Four of LaCroix’s paintings are featured in a new juried exhibition at The Mansion at Strathmore in North Bethesda. Two of them were created during the global pandemic.
“My paintings express what is in my heart at that time,” LaCroix told Forest Hills Connection. “Often the subject matter is there at the edge of my brain when I wake in the morning.”
Sometimes, LaCroix says, she is on “a search for beauty.” Her 2017 painting If I Could Only Grasp The Sky, one of the works selected by Strathmore, is an example of that. Lacroix explains that beauty in this case is defined not just as a visual trait “but also as a spiritual quest, an aspiration to reach beyond one’s boundaries, whether personally or societally imposed.”
Other works on display at the Strathmore gallery reflect LaCroix’s anger and dismay at injustice.
Undercurrent represents “the near constant underlying fact in women’s lives throughout the world of the threat of sexual violence, sexual harassment, sexual trafficking, and sexual predation in all fields of their endeavor, whether being part of the military, seeking an education, or working outside and inside the home.”

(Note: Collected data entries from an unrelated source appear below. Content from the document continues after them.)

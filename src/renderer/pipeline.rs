//! WebGPU sprite pipeline
//!
//! One textured-quad pipeline draws both entities and bitmap text. Quads are
//! collected during the frame and drawn in submission order, switching the
//! texture bind group whenever the visual changes.

use glam::Vec2;
use wgpu::util::DeviceExt;

use super::shapes::{sprite_quad, text_quads, world_to_ndc};
use super::vertex::{Vertex, colors};
use super::{Presenter, VisualTable};
use crate::assets::{AssetError, ImageData, VisualHandle};

/// A texture uploaded to the GPU together with its bind group
struct SpriteTexture {
    _texture: wgpu::Texture,
    bind_group: wgpu::BindGroup,
}

impl SpriteTexture {
    fn upload(
        device: &wgpu::Device,
        queue: &wgpu::Queue,
        layout: &wgpu::BindGroupLayout,
        sampler: &wgpu::Sampler,
        label: &str,
        image: &ImageData,
    ) -> Self {
        let size = wgpu::Extent3d {
            width: image.width,
            height: image.height,
            depth_or_array_layers: 1,
        };
        let texture = device.create_texture(&wgpu::TextureDescriptor {
            label: Some(label),
            size,
            mip_level_count: 1,
            sample_count: 1,
            dimension: wgpu::TextureDimension::D2,
            format: wgpu::TextureFormat::Rgba8UnormSrgb,
            usage: wgpu::TextureUsages::TEXTURE_BINDING | wgpu::TextureUsages::COPY_DST,
            view_formats: &[],
        });

        queue.write_texture(
            wgpu::TexelCopyTextureInfo {
                texture: &texture,
                mip_level: 0,
                origin: wgpu::Origin3d::ZERO,
                aspect: wgpu::TextureAspect::All,
            },
            &image.data,
            wgpu::TexelCopyBufferLayout {
                offset: 0,
                bytes_per_row: Some(4 * image.width),
                rows_per_image: Some(image.height),
            },
            size,
        );

        let view = texture.create_view(&wgpu::TextureViewDescriptor::default());
        let bind_group = device.create_bind_group(&wgpu::BindGroupDescriptor {
            label: Some(label),
            layout,
            entries: &[
                wgpu::BindGroupEntry {
                    binding: 0,
                    resource: wgpu::BindingResource::TextureView(&view),
                },
                wgpu::BindGroupEntry {
                    binding: 1,
                    resource: wgpu::BindingResource::Sampler(sampler),
                },
            ],
        });

        Self {
            _texture: texture,
            bind_group,
        }
    }
}

/// Contiguous run of vertices sharing one texture
#[derive(Debug, Clone, Copy)]
struct Batch {
    visual: VisualHandle,
    start: u32,
    end: u32,
}

/// Main render state
pub struct RenderState {
    pub surface: wgpu::Surface<'static>,
    pub device: wgpu::Device,
    pub queue: wgpu::Queue,
    pub config: wgpu::SurfaceConfiguration,
    pub pipeline: wgpu::RenderPipeline,
    bind_group_layout: wgpu::BindGroupLayout,
    sampler: wgpu::Sampler,
    visuals: VisualTable<SpriteTexture>,
    /// World-space vertices queued this frame
    vertices: Vec<Vertex>,
    batches: Vec<Batch>,
    clear_color: wgpu::Color,
    /// Viewport size in pixels
    pub size: (u32, u32),
}

impl RenderState {
    pub async fn new(
        surface: wgpu::Surface<'static>,
        adapter: &wgpu::Adapter,
        width: u32,
        height: u32,
    ) -> Result<Self, wgpu::RequestDeviceError> {
        let (device, queue) = adapter
            .request_device(&wgpu::DeviceDescriptor {
                label: Some("rocket-lander-device"),
                required_features: wgpu::Features::empty(),
                required_limits: wgpu::Limits::downlevel_webgl2_defaults(),
                memory_hints: Default::default(),
                trace: Default::default(),
                experimental_features: Default::default(),
            })
            .await?;

        let surface_caps = surface.get_capabilities(adapter);
        log::info!("Surface formats: {:?}", surface_caps.formats);

        let surface_format = surface_caps
            .formats
            .iter()
            .find(|f| f.is_srgb())
            .copied()
            .unwrap_or(surface_caps.formats[0]);

        let config = wgpu::SurfaceConfiguration {
            usage: wgpu::TextureUsages::RENDER_ATTACHMENT,
            format: surface_format,
            width,
            height,
            present_mode: wgpu::PresentMode::AutoVsync,
            alpha_mode: surface_caps.alpha_modes[0],
            view_formats: vec![],
            desired_maximum_frame_latency: 2,
        };
        surface.configure(&device, &config);
        log::info!("Surface config: {}x{} {:?}", width, height, surface_format);

        let shader = device.create_shader_module(wgpu::ShaderModuleDescriptor {
            label: Some("sprite_shader"),
            source: wgpu::ShaderSource::Wgsl(include_str!("sprite.wgsl").into()),
        });

        let bind_group_layout = device.create_bind_group_layout(&wgpu::BindGroupLayoutDescriptor {
            label: Some("sprite_bind_group_layout"),
            entries: &[
                wgpu::BindGroupLayoutEntry {
                    binding: 0,
                    visibility: wgpu::ShaderStages::FRAGMENT,
                    ty: wgpu::BindingType::Texture {
                        sample_type: wgpu::TextureSampleType::Float { filterable: true },
                        view_dimension: wgpu::TextureViewDimension::D2,
                        multisampled: false,
                    },
                    count: None,
                },
                wgpu::BindGroupLayoutEntry {
                    binding: 1,
                    visibility: wgpu::ShaderStages::FRAGMENT,
                    ty: wgpu::BindingType::Sampler(wgpu::SamplerBindingType::Filtering),
                    count: None,
                },
            ],
        });

        // Pixel art: nearest filtering, clamp so quads don't bleed
        let sampler = device.create_sampler(&wgpu::SamplerDescriptor {
            label: Some("sprite_sampler"),
            address_mode_u: wgpu::AddressMode::ClampToEdge,
            address_mode_v: wgpu::AddressMode::ClampToEdge,
            mag_filter: wgpu::FilterMode::Nearest,
            min_filter: wgpu::FilterMode::Nearest,
            ..Default::default()
        });

        let pipeline_layout = device.create_pipeline_layout(&wgpu::PipelineLayoutDescriptor {
            label: Some("sprite_pipeline_layout"),
            bind_group_layouts: &[&bind_group_layout],
            immediate_size: 0,
        });

        let pipeline = device.create_render_pipeline(&wgpu::RenderPipelineDescriptor {
            label: Some("sprite_pipeline"),
            layout: Some(&pipeline_layout),
            vertex: wgpu::VertexState {
                module: &shader,
                entry_point: Some("vs_main"),
                buffers: &[Vertex::desc()],
                compilation_options: Default::default(),
            },
            fragment: Some(wgpu::FragmentState {
                module: &shader,
                entry_point: Some("fs_main"),
                targets: &[Some(wgpu::ColorTargetState {
                    format: config.format,
                    blend: Some(wgpu::BlendState::ALPHA_BLENDING),
                    write_mask: wgpu::ColorWrites::ALL,
                })],
                compilation_options: Default::default(),
            }),
            primitive: wgpu::PrimitiveState {
                topology: wgpu::PrimitiveTopology::TriangleList,
                strip_index_format: None,
                front_face: wgpu::FrontFace::Ccw,
                cull_mode: None,
                polygon_mode: wgpu::PolygonMode::Fill,
                unclipped_depth: false,
                conservative: false,
            },
            depth_stencil: None,
            multisample: wgpu::MultisampleState::default(),
            multiview_mask: None,
            cache: None,
        });

        Ok(Self {
            surface,
            device,
            queue,
            config,
            pipeline,
            bind_group_layout,
            sampler,
            visuals: VisualTable::new(),
            vertices: Vec::new(),
            batches: Vec::new(),
            clear_color: colors::BACKGROUND,
            size: (width, height),
        })
    }

    pub fn resize(&mut self, new_width: u32, new_height: u32) {
        if new_width > 0 && new_height > 0 {
            self.size = (new_width, new_height);
            self.config.width = new_width;
            self.config.height = new_height;
            self.surface.configure(&self.device, &self.config);
        }
    }

    pub fn set_high_contrast(&mut self, enabled: bool) {
        self.clear_color = if enabled {
            colors::BACKGROUND_HIGH_CONTRAST
        } else {
            colors::BACKGROUND
        };
    }

    fn queue_vertices(&mut self, visual: VisualHandle, vertices: &[Vertex]) {
        if vertices.is_empty() {
            return;
        }
        let start = self.vertices.len() as u32;
        self.vertices.extend_from_slice(vertices);
        let end = self.vertices.len() as u32;

        match self.batches.last_mut() {
            Some(batch) if batch.visual == visual && batch.end == start => batch.end = end,
            _ => self.batches.push(Batch { visual, start, end }),
        }
    }

    /// Upload queued vertices and render
    fn render(&mut self) -> Result<(), wgpu::SurfaceError> {
        let ndc_vertices: Vec<Vertex> = self
            .vertices
            .iter()
            .map(|v| {
                let p = world_to_ndc(Vec2::from(v.position), self.size);
                Vertex::new(p.x, p.y, v.uv[0], v.uv[1])
            })
            .collect();

        // Recreate buffer each frame (a few dozen quads)
        let vertex_buffer = (!ndc_vertices.is_empty()).then(|| {
            self.device
                .create_buffer_init(&wgpu::util::BufferInitDescriptor {
                    label: Some("vertex_buffer"),
                    contents: bytemuck::cast_slice(&ndc_vertices),
                    usage: wgpu::BufferUsages::VERTEX,
                })
        });

        let output = self.surface.get_current_texture()?;
        let view = output
            .texture
            .create_view(&wgpu::TextureViewDescriptor::default());

        let mut encoder = self
            .device
            .create_command_encoder(&wgpu::CommandEncoderDescriptor {
                label: Some("render_encoder"),
            });

        {
            let mut render_pass = encoder.begin_render_pass(&wgpu::RenderPassDescriptor {
                label: Some("render_pass"),
                color_attachments: &[Some(wgpu::RenderPassColorAttachment {
                    view: &view,
                    resolve_target: None,
                    ops: wgpu::Operations {
                        load: wgpu::LoadOp::Clear(self.clear_color),
                        store: wgpu::StoreOp::Store,
                    },
                    depth_slice: None,
                })],
                depth_stencil_attachment: None,
                timestamp_writes: None,
                occlusion_query_set: None,
                multiview_mask: None,
            });

            if let Some(buffer) = &vertex_buffer {
                render_pass.set_pipeline(&self.pipeline);
                render_pass.set_vertex_buffer(0, buffer.slice(..));
                for batch in &self.batches {
                    let Some(texture) = self.visuals.get(batch.visual) else {
                        log::warn!("Skipping draw for released visual {:?}", batch.visual);
                        continue;
                    };
                    render_pass.set_bind_group(0, &texture.bind_group, &[]);
                    render_pass.draw(batch.start..batch.end, 0..1);
                }
            }
        }

        self.queue.submit(std::iter::once(encoder.finish()));
        output.present();

        Ok(())
    }
}

impl Presenter for RenderState {
    fn load_visual(&mut self, path: &str) -> Result<VisualHandle, AssetError> {
        let Self {
            device,
            queue,
            bind_group_layout,
            sampler,
            visuals,
            ..
        } = self;
        visuals.get_or_load(path, |path| {
            let image = ImageData::load(path)?;
            log::info!("Uploaded texture {} ({}x{})", path, image.width, image.height);
            Ok(SpriteTexture::upload(
                device,
                queue,
                bind_group_layout,
                sampler,
                path,
                &image,
            ))
        })
    }

    fn draw_entity(&mut self, visual: VisualHandle, position: Vec2, extents: Vec2) {
        self.queue_vertices(visual, &sprite_quad(position, extents));
    }

    fn draw_text(
        &mut self,
        font: VisualHandle,
        text: &str,
        glyph_size: f32,
        glyph_spacing: f32,
        position: Vec2,
    ) {
        let vertices = text_quads(text, glyph_size, glyph_spacing, position);
        self.queue_vertices(font, &vertices);
    }

    fn present(&mut self) {
        match self.render() {
            Ok(()) => {}
            Err(wgpu::SurfaceError::Lost) => {
                self.resize(self.size.0, self.size.1);
            }
            Err(wgpu::SurfaceError::OutOfMemory) => {
                log::error!("Out of memory!");
            }
            Err(e) => log::warn!("Render error: {:?}", e),
        }
        self.vertices.clear();
        self.batches.clear();
    }

    fn release_visuals(&mut self) -> usize {
        let released = self.visuals.clear();
        log::info!("Released {} textures", released);
        released
    }
}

The final two are Covid-19 works. “Discarded Lives responds to the sheer negligence (to put it mildly) of our nation’s response to the onslaught of Covid and the needless deaths of many, including health care workers, as a consequence,” LaCroix said.
And Not All Survived (March 2021, not pictured here) is “a reminder of that consequence as I had hope that the pandemic was being conquered. That hope is waning a little right now.”

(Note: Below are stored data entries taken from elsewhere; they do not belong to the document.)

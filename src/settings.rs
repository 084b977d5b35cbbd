//! Game settings and preferences
//!
//! Persisted in LocalStorage in the browser; natively the defaults are used.

use serde::{Deserialize, Serialize};

/// Game settings/preferences
#[derive(Debug, Clone, PartialEq, Eq, Serialize, Deserialize)]
#[serde(default)]
pub struct Settings {
    // === HUD ===
    /// Show FPS counter
    pub show_fps: bool,

    // === Gameplay ===
    /// Let the autopilot fly the rocket
    pub autopilot: bool,

    // === Accessibility ===
    /// High contrast mode
    pub high_contrast: bool,
}

impl Default for Settings {
    fn default() -> Self {
        Self {
            show_fps: true,
            autopilot: false,
            high_contrast: false,
        }
    }
}

impl Settings {
    /// LocalStorage key
    const STORAGE_KEY: &'static str = "rocket_lander_settings";

    /// Parse stored JSON; missing fields take their defaults
    pub fn from_json(json: &str) -> Result<Self, serde_json::Error> {
        serde_json::from_str(json)
    }

    pub fn to_json(&self) -> Result<String, serde_json::Error> {
        serde_json::to_string(self)
    }

    /// Load settings from LocalStorage (WASM only)
    #[cfg(target_arch = "wasm32")]
    pub fn load() -> Self {
        let storage = web_sys::window()
            .and_then(|w| w.local_storage().ok())
            .flatten();

        if let Some(storage) = storage {
            if let Ok(Some(json)) = storage.get_item(Self::STORAGE_KEY) {
                match Self::from_json(&json) {
                    Ok(settings) => {
                        log::info!("Loaded settings from LocalStorage");
                        return settings;
                    }
                    Err(e) => log::warn!("Ignoring stored settings: {}", e),
                }
            }
        }

        log::info!("Using default settings");
        Self::default()
    }

    /// Save settings to LocalStorage (WASM only)
    #[cfg(target_arch = "wasm32")]
    pub fn save(&self) {
        let storage = web_sys::window()
            .and_then(|w| w.local_storage().ok())
            .flatten();

        if let Some(storage) = storage {
            if let Ok(json) = self.to_json() {
                let _ = storage.set_item(Self::STORAGE_KEY, &json);
                log::info!("Settings saved");
            }
        }
    }

    /// Native stubs
    #[cfg(not(target_arch = "wasm32"))]
    pub fn load() -> Self {
        log::debug!("No settings storage under {}", Self::STORAGE_KEY);
        Self::default()
    }

    #[cfg(not(target_arch = "wasm32"))]
    pub fn save(&self) {
        // No-op for native
    }
}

The “Touch” exhibition runs from September 8th through October 30th, 2021 at The Mansion at Strathmore (10701 Rockville Pike, North Bethesda, Maryland). The gallery is open Wednesday-Saturday from noon to 4 p.m. There’s an opening reception on September 9th from 7 to 9 p.m.
The artist also invites people to view her work at dcclacroix.com and by appointment at LaCroix Studio Gallery.